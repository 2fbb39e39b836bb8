//! CoinGecko market listing provider

use crate::{
    constants::{COINGECKO_API_URL, COINGECKO_MARKETS_ENDPOINT, REQUEST_TIMEOUT_SECS, USER_AGENT},
    error::FetchError,
    provider::MarketDataProvider,
    types::CoinRecord,
};
use async_trait::async_trait;
use reqwest::Client;
use std::time::Duration;

/// CoinGecko's `per_page` ceiling for `/coins/markets`
const MAX_PER_PAGE: usize = 250;

/// CoinGecko market data provider
pub struct CoinGeckoProvider {
    client: Client,
    base_url: String,
}

impl CoinGeckoProvider {
    /// Creates a new CoinGecko provider against the public API
    pub fn new() -> Result<Self, FetchError> {
        Self::with_base_url(COINGECKO_API_URL)
    }

    /// Creates a provider against a custom base URL (mirror or test server)
    pub fn with_base_url(base_url: impl Into<String>) -> Result<Self, FetchError> {
        let client = Client::builder()
            .timeout(Duration::from_secs(REQUEST_TIMEOUT_SECS))
            .user_agent(USER_AGENT)
            .build()
            .map_err(FetchError::from)?;

        Ok(Self {
            client,
            base_url: base_url.into().trim_end_matches('/').to_string(),
        })
    }

    /// Builds the markets URL: USD quotes, market cap descending, sparkline on
    fn build_url(&self, limit: usize) -> String {
        format!(
            "{}{}?vs_currency=usd&order=market_cap_desc&per_page={}&page=1&sparkline=true",
            self.base_url,
            COINGECKO_MARKETS_ENDPOINT,
            limit.clamp(1, MAX_PER_PAGE)
        )
    }
}

/// Parses a `/coins/markets` body
fn parse_markets(body: &str) -> Result<Vec<CoinRecord>, FetchError> {
    serde_json::from_str(body).map_err(|e| {
        FetchError::invalid_response(format!("Failed to parse CoinGecko markets response: {}", e))
    })
}

#[async_trait]
impl MarketDataProvider for CoinGeckoProvider {
    async fn fetch_markets(&self, limit: usize) -> Result<Vec<CoinRecord>, FetchError> {
        let url = self.build_url(limit);
        tracing::debug!(url = %url, "Fetching market listing from CoinGecko");

        let response = self.client.get(&url).send().await?;

        let status = response.status();
        if !status.is_success() {
            let body = response.text().await.unwrap_or_default();
            return Err(FetchError::http(status, body));
        }

        let body = response.text().await?;
        let mut records = parse_markets(&body)?;
        records.truncate(limit);

        tracing::debug!(count = records.len(), "Fetched market listing from CoinGecko");

        Ok(records)
    }

    fn provider_name(&self) -> &'static str {
        "coingecko"
    }
}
════════════════
(WHAT YOU NEED TO DO) Considering only lines of the records that hold the string "Creates", state how many there are and nothing else.

(FINISHED EXERCISE) 2